I believe that once the mycelium has fully colonized the bag, you're pretty much ready to induce fruiting. Oysters are pretty aggressive, so probably just giving them some access to the atmosphere will get them started. Some other mushrooms do well with things like ice baths and other methods, so you might google around to see if you need to do that.
It looks like your straw isn't really hard-packed, so it might just be that you don't have a dense
enough substrate for them to be very hard. Oysters are a wood-eating mushroom, so sending mycelium through something as dense as a log obviously isn't a challenge for them. You might end up not getting a lot of mushrooms if there's not a ton of substrate in the bags. (no worries, just keep experimenting!)
For the bottom half not being colonized, that reminds me of jar spawn problems I've had where the bottom of the jar ended up with too much
water, and the rice I was using was too wet for the mycelium to colonize it. It wasn't totally submerged in water, it was just too wet and the mushrooms didn't like it. I'm sure there's some science on that somewhere. You might be able to poke some holes in the bottom, let any excess drain off, and maybe that straw will dry out some, allowing the mycelium to colonize it.
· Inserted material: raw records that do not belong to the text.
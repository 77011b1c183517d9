use async_trait::async_trait;
use serde_json::{json, Value};
use std::sync::Arc;

use crate::error::{Error, Result};
use crate::models::adapter::{invoke_over_http, probe_over_http, ProviderAdapter};
use crate::models::cooldown::ResiliencePolicy;
use crate::models::provider::{Credentials, GenerationRequest, ModelDescriptor, ModelOutput, ProviderDescriptor};
use crate::models::transport::HttpTransport;

const SIZE_KEYS: [&str; 4] = ["width", "height", "steps", "n"];

/// Image generation backend speaking the `images/generations` dialect.
/// Content of a successful response is an image URL or inline base64 data.
pub struct ImageAdapter {
    provider: Arc<ProviderDescriptor>,
    policy: ResiliencePolicy,
    transport: HttpTransport,
}

impl ImageAdapter {
    pub fn new(provider: Arc<ProviderDescriptor>, policy: ResiliencePolicy, client: reqwest::Client) -> Self {
        let transport = HttpTransport::new(provider.name.clone(), client);
        Self {
            provider,
            policy,
            transport,
        }
    }
}

#[async_trait]
impl ProviderAdapter for ImageAdapter {
    fn provider(&self) -> &Arc<ProviderDescriptor> {
        &self.provider
    }

    fn policy(&self) -> &ResiliencePolicy {
        &self.policy
    }

    fn translate_request(&self, model: &ModelDescriptor, request: &GenerationRequest) -> Result<Value> {
        let prompt = request
            .payload_str("prompt")
            .filter(|p| !p.trim().is_empty())
            .ok_or_else(|| Error::validation("image generation requires a 'prompt'"))?;

        let mut body = json!({
            "model": model.name,
            "prompt": prompt,
            "n": 1,
            "response_format": "url",
        });

        let object = body
            .as_object_mut()
            .ok_or_else(|| Error::unknown("image request body is not an object"))?;
        for (key, value) in &model.params {
            object.insert(key.clone(), value.clone());
        }
        for key in SIZE_KEYS {
            if let Some(value) = request.payload.get(key) {
                if !value.is_u64() {
                    return Err(Error::validation(format!("'{}' must be a positive integer", key)));
                }
                object.insert(key.to_string(), value.clone());
            }
        }
        if let Some(format) = request.payload_str("response_format") {
            if !matches!(format, "url" | "b64_json") {
                return Err(Error::validation(format!("unsupported response_format '{}'", format)));
            }
            object.insert("response_format".to_string(), Value::from(format));
        }
        if let Some(negative) = request.payload_str("negative_prompt") {
            object.insert("negative_prompt".to_string(), Value::from(negative));
        }

        Ok(body)
    }

    async fn invoke_model(&self, model: &ModelDescriptor, request: &GenerationRequest) -> Result<ModelOutput> {
        invoke_over_http(self, &self.transport, model, request).await
    }

    fn normalize_response(&self, model: &ModelDescriptor, raw: Value) -> Result<ModelOutput> {
        let image = raw
            .pointer("/data/0")
            .ok_or_else(|| Error::malformed(format!("{} returned no images", model.name)))?;

        let (content, format) = if let Some(url) = image.get("url").and_then(Value::as_str) {
            (url, "url")
        } else if let Some(data) = image.get("b64_json").and_then(Value::as_str) {
            (data, "b64_json")
        } else {
            return Err(Error::malformed(format!("{} image has neither url nor b64_json", model.name)));
        };

        let mut output = ModelOutput::new(content, 0).with_metadata("image_format", Value::from(format));
        if let Some(seed) = image.get("seed") {
            output = output.with_metadata("seed", seed.clone());
        }
        Ok(output)
    }

    async fn probe_health(&self, credentials: &Credentials) -> bool {
        probe_over_http(&self.provider, &self.transport, credentials).await
    }

    fn close(&self) {
        self.transport.close();
    }

    fn is_closed(&self) -> bool {
        self.transport.is_closed()
    }
}
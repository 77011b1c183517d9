pub mod config;
pub mod state;

pub use config::{AppConfig, CustomTemplate, ModelConfig, ProviderConfig};
pub use state::AppState;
Cutting an X and misting the hole once or twice a day
should do fine. If you have them in like a humidity tent, misting around them would be fine, but if they're in the open atmosphere, you'll want to mist the hole in the bag itself. It keeps the mycelium/fruit damp as it grows, otherwise you get cracked mushrooms that struggle to push a full fruit out.
My guess is that it has fully colonized it - again, the mycelium isn't really slowed down by a substrate with a low density like straw, so I doubt it would just go around the outside of the bag. If you're still curious, you could pull one out of the bag and tear/cut it in half to see. At this point the oysters have really taken over, so you're not really at risk of having a mold overtake them by exposing them that way. Some people might argue with that, but again I'm not an expert.
Then you can stick it back in the bag and continue on.
Good luck with them, I hope they fruit really well!
Also if you have them, I'd love to see pictures of your homemade pressure cooker!